Report each line of the listing that carries the word "Option".

Dataset extract
* * *
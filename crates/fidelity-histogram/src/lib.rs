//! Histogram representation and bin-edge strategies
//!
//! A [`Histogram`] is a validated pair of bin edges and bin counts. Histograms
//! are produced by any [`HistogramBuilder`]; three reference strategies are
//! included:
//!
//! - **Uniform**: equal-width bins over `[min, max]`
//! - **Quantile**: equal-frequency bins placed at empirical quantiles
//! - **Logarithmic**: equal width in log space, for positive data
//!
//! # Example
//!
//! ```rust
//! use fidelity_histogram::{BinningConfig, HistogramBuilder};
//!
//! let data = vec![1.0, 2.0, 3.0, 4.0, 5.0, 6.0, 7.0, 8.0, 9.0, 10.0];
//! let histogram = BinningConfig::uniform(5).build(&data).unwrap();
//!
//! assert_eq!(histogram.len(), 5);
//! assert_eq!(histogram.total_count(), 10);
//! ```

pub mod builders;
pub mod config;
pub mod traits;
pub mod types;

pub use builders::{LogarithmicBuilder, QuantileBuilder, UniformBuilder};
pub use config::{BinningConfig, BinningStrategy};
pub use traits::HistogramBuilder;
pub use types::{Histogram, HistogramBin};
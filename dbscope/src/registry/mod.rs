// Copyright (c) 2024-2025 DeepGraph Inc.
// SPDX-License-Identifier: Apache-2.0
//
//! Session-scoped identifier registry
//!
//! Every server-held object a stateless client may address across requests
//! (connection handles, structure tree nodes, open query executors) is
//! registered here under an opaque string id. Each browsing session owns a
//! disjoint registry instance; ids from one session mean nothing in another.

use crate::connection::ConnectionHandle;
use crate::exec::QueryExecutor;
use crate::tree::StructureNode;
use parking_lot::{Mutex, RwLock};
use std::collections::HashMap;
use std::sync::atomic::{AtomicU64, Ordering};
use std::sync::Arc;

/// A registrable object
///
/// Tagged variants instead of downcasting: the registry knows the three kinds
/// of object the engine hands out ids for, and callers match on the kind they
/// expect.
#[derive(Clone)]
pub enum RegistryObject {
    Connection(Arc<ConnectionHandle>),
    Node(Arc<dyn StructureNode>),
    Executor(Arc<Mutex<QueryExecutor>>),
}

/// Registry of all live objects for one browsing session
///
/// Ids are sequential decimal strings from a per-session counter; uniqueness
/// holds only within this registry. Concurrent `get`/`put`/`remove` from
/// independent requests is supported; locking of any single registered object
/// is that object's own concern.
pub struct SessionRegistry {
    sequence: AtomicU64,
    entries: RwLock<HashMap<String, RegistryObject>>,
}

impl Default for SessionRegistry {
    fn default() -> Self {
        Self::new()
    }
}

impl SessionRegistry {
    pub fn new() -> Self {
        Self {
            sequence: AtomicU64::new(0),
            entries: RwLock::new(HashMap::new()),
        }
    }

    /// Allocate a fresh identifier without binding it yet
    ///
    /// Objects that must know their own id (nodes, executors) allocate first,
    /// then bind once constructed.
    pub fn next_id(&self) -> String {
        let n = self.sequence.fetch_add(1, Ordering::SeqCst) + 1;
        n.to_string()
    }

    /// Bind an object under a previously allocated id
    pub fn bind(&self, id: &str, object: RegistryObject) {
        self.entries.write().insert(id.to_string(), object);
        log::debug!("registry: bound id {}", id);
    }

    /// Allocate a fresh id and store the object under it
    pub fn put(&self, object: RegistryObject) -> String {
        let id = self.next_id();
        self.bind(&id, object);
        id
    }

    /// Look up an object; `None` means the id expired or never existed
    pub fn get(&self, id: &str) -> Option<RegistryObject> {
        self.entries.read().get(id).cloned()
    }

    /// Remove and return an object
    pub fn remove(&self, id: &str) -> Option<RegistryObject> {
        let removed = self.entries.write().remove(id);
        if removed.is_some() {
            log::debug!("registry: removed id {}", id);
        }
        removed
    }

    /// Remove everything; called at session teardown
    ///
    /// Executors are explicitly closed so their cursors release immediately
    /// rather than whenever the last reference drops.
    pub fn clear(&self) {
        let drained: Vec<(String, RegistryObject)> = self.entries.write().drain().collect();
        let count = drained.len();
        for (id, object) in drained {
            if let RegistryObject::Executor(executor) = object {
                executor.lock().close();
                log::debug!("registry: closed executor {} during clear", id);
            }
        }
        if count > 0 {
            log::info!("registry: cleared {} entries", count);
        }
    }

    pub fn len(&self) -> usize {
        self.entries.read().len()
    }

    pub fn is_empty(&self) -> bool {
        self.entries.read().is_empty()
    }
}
* * *
Written response
    pub fn get(&self, id: &str) -> Option<RegistryObject> {
    pub fn remove(&self, id: &str) -> Option<RegistryObject> {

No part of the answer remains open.